-------- Data to examine --------

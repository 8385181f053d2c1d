use std::time::Instant;

use serde::Serialize;

use super::source::{self, PageText};
use crate::core::errors::ApiError;
use crate::llm::provider::EmbeddingBackend;

/// Sentences per embedding unit. Overlapping windows keep enough context
/// around each sentence for the similarity scores to stay meaningful.
const WINDOW_SENTENCES: usize = 3;

/// One embedded unit of the ingested document. Immutable after ingestion.
#[derive(Debug, Clone, Serialize)]
pub struct Chunk {
    pub index: usize,
    pub offset: usize,
    pub text: String,
    #[serde(skip)]
    pub embedding: Vec<f32>,
    pub page: usize,
}

/// The ingested document: an ordered, read-only chunk sequence.
#[derive(Debug, Default)]
pub struct Document {
    chunks: Vec<Chunk>,
}

impl Document {
    pub(crate) fn from_chunks(chunks: Vec<Chunk>) -> Self {
        Document { chunks }
    }

    pub fn chunks(&self) -> &[Chunk] {
        &self.chunks
    }

    pub fn len(&self) -> usize {
        self.chunks.len()
    }

    pub fn is_empty(&self) -> bool {
        self.chunks.is_empty()
    }
}

#[derive(Debug, Clone, PartialEq, Eq)]
pub struct SentenceChunk {
    pub offset: usize,
    pub text: String,
}

fn is_punctuator(ch: char) -> bool {
    matches!(ch, '.' | '!' | '?')
}

/// Splits text into sentence-like chunks. A boundary is a terminal
/// punctuator immediately followed by whitespace; the punctuator stays
/// with the preceding chunk.
pub fn split_sentences(text: &str) -> Vec<SentenceChunk> {
    let mut chunks = Vec::new();
    let mut start = 0usize;
    let mut chars = text.char_indices().peekable();

    while let Some((pos, ch)) = chars.next() {
        let next_is_whitespace = chars
            .peek()
            .map(|(_, next)| next.is_whitespace())
            .unwrap_or(false);

        if is_punctuator(ch) && next_is_whitespace {
            let end = pos + ch.len_utf8();
            let trimmed = text[start..end].trim();
            if !trimmed.is_empty() {
                chunks.push(SentenceChunk {
                    offset: start,
                    text: trimmed.to_string(),
                });
            }
            start = end;
        }
    }

    let tail = text[start..].trim();
    if !tail.is_empty() {
        chunks.push(SentenceChunk {
            offset: start,
            text: tail.to_string(),
        });
    }

    chunks
}

struct EmbeddingUnit {
    index: usize,
    offset: usize,
    text: String,
}

/// Sliding windows of up to three consecutive sentences, each unit indexed
/// and offset by its first sentence.
fn embedding_units(sentences: &[SentenceChunk]) -> Vec<EmbeddingUnit> {
    sentences
        .iter()
        .enumerate()
        .map(|(index, first)| {
            let end = (index + WINDOW_SENTENCES).min(sentences.len());
            let text = sentences[index..end]
                .iter()
                .map(|sentence| sentence.text.as_str())
                .collect::<Vec<_>>()
                .join(" ");
            EmbeddingUnit {
                index,
                offset: first.offset,
                text,
            }
        })
        .collect()
}

/// Builds the searchable document from extracted pages. An empty document
/// yields an empty chunk sequence; lookups against it fail explicitly
/// rather than pretending to retrieve anything.
pub async fn ingest(
    embedder: &dyn EmbeddingBackend,
    pages: &[PageText],
) -> Result<Document, ApiError> {
    let (text, page_map) = source::flatten_pages(pages);
    let sentences = split_sentences(&text);
    if sentences.is_empty() {
        tracing::warn!("Document produced no chunks; lookups will fail until one is ingested");
        return Ok(Document::default());
    }

    let units = embedding_units(&sentences);
    let inputs: Vec<String> = units.iter().map(|unit| unit.text.clone()).collect();

    let started = Instant::now();
    let vectors = embedder.embed(&inputs).await?;
    if vectors.len() != units.len() {
        return Err(ApiError::Internal(format!(
            "Embedding count mismatch: {} != {}",
            vectors.len(),
            units.len()
        )));
    }

    let chunks = units
        .into_iter()
        .zip(vectors)
        .map(|(unit, embedding)| Chunk {
            index: unit.index,
            offset: unit.offset,
            page: page_map.page_of(unit.offset),
            text: unit.text,
            embedding,
        })
        .collect::<Vec<_>>();

    tracing::info!(
        "Ingested {} chunks in {}ms",
        chunks.len(),
        started.elapsed().as_millis()
    );
    Ok(Document::from_chunks(chunks))
}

--------

Instructions for the task:
Lines after the one containing "to stay meaningful." are left out; every line from the start of the entries through that line is restated word for word.

Answer space:
repository 8385181f053d2c1d
use std::time::Instant;

use serde::Serialize;

use super::source::{self, PageText};
use crate::core::errors::ApiError;
use crate::llm::provider::EmbeddingBackend;

/// Sentences per embedding unit. Overlapping windows keep enough context
/// around each sentence for the similarity scores to stay meaningful.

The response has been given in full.